Ethiopia’s constitution, the government further claims, is
multi-foundational by its nature and adequately addresses the politics of
recognition and inclusion for Ethiopia’s long marginalized nations; better yet
it guarantees the right to self-determination up to secession. States are now
autonomous and free from the yolk of a centralized state and the notion of “one
country, one people, and one language”, a notion that had violently governed
Ethiopia’s oppressed mass for at least a century.
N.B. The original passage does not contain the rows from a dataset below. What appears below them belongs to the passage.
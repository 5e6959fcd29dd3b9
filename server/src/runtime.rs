//! Wiring for the delivery core: one store, one clock, every component

use crate::alerts::{AlertDelivery, AlertDispatcher, AlertQueue, DlqReplayWorker};
use crate::command::{CommandEvents, CommandLifecycle, TimeoutSweeper};
use crate::config::DeliveryConfig;
use crate::error::Result;
use crate::ingest::Ingest;
use crate::status_updates::{StatusUpdateApplier, StatusUpdateQueue};
use crate::store::Store;
use crate::worker::{run_periodic, PeriodicJob};
use hydrolink_shared::Clock;
use std::sync::Arc;
use tokio::sync::watch;
use tokio::task::JoinHandle;
use tracing::info;

/// All delivery components sharing one store
pub struct DeliveryCore {
    pub store: Store,
    pub config: DeliveryConfig,
    pub lifecycle: Arc<CommandLifecycle>,
    pub sweeper: Arc<TimeoutSweeper>,
    pub alert_queue: AlertQueue,
    pub dispatcher: Arc<AlertDispatcher>,
    pub replay: Arc<DlqReplayWorker>,
    pub status_queue: StatusUpdateQueue,
    pub applier: Arc<StatusUpdateApplier>,
    pub ingest: Arc<Ingest>,
}

impl DeliveryCore {
    pub fn new(
        store: Store,
        config: DeliveryConfig,
        clock: Arc<dyn Clock>,
        events: Arc<dyn CommandEvents>,
        delivery: Arc<dyn AlertDelivery>,
    ) -> Self {
        let lifecycle = Arc::new(CommandLifecycle::new(
            store.clone(),
            clock.clone(),
            events.clone(),
        ));
        let sweeper = Arc::new(TimeoutSweeper::new(
            store.clone(),
            clock.clone(),
            events,
            config.timeout.clone(),
        ));

        let alert_queue = AlertQueue::new(store.clone(), clock.clone(), config.alert_retry);
        let dispatcher = Arc::new(AlertDispatcher::new(
            alert_queue.clone(),
            delivery,
            config.alert_dispatch.clone(),
        ));
        let replay = Arc::new(
            DlqReplayWorker::new(store.clone(), clock.clone(), config.replay.clone())
                .with_dispatcher_wake(dispatcher.waker()),
        );

        let status_queue = StatusUpdateQueue::new(store.clone(), clock, config.status_retry);
        let applier = Arc::new(StatusUpdateApplier::new(
            status_queue.clone(),
            lifecycle.clone(),
            config.status_apply.clone(),
        ));
        let ingest = Arc::new(Ingest::new(lifecycle.clone(), status_queue.clone()));

        Self {
            store,
            config,
            lifecycle,
            sweeper,
            alert_queue,
            dispatcher,
            replay,
            status_queue,
            applier,
            ingest,
        }
    }

    /// Open the configured database and wire everything on top of it
    pub async fn open(
        config: DeliveryConfig,
        clock: Arc<dyn Clock>,
        events: Arc<dyn CommandEvents>,
        delivery: Arc<dyn AlertDelivery>,
    ) -> Result<Self> {
        let store = Store::open(&config.database_url).await?;
        Ok(Self::new(store, config, clock, events, delivery))
    }

    /// Spawn the sweeper, dispatcher, applier and (if enabled) replay workers
    pub fn spawn_workers(&self, shutdown: watch::Receiver<bool>) -> Vec<JoinHandle<()>> {
        let mut handles = Vec::new();

        let sweeper: Arc<dyn PeriodicJob> = self.sweeper.clone();
        handles.push(tokio::spawn(run_periodic(
            sweeper,
            self.config.timeout.sweep_interval,
            None,
            shutdown.clone(),
        )));

        let dispatcher: Arc<dyn PeriodicJob> = self.dispatcher.clone();
        handles.push(tokio::spawn(run_periodic(
            dispatcher,
            self.config.alert_dispatch.interval,
            Some(self.dispatcher.waker()),
            shutdown.clone(),
        )));

        let applier: Arc<dyn PeriodicJob> = self.applier.clone();
        handles.push(tokio::spawn(run_periodic(
            applier,
            self.config.status_apply.interval,
            None,
            shutdown.clone(),
        )));

        if self.config.replay.enabled {
            let replay: Arc<dyn PeriodicJob> = self.replay.clone();
            handles.push(tokio::spawn(run_periodic(
                replay,
                self.config.replay.interval,
                None,
                shutdown,
            )));
        } else {
            info!("Scheduled DLQ replay disabled");
        }

        handles
    }
}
Today’s Ethiopia is a ‘federal democratic republic’ of nine autonomous
national regional states: Afar, Amhara, Benishangul-Gumuz, Gambella, Harari,
Oromiya, Somali, Southern Nations Nationalities and Peoples Region (SNNPR) and
Tigray. All of them home to an incredibly diverse and free people, so the story
goes.
For the last two decades, therefore, anyone who questions the accuracy
of these narratives is labeled as an outright enemy of this unique polity, a
polity born out of its people’s age-old grievances where “unity in diversity”
is the order of the day.
Trouble in paradise
But a five month persistent protest by the Oromo, Ethiopia’s largest
ethnic group, for whom the inaugural of a multi-national constitutional
federalism was a long awaited victory, which started in Nov. 2015 has laid bare
the otherwise flawless narrative Ethiopians have believed in for more than two
decades. What began as an opposition against a The Addis Abeba Master Plan,
which was, by any legal standard, prepared in a clear violation of the
fundamental principles of federalism, led to historical questions that the
Oromo of a federated Ethiopia continued demanding an answer for, including the
questions of national identity, of economic injustice and land ownership as
well as a genuine political representation.
However, a look back at just the last eighteen months alone reveals
that the Oromo are not the only ones that seem to be haunted by the re-opening
of the old wounds that Ethiopians thought were treated two decades ago.
Incidents that resulted in the killings of hundreds, mass arrests and
disappearances as well as displacements of thousands of Ethiopians in the hands
of the state security apparatus show that the questions of national identity,
the urge for self-administration and equitable use of resources (mainly land)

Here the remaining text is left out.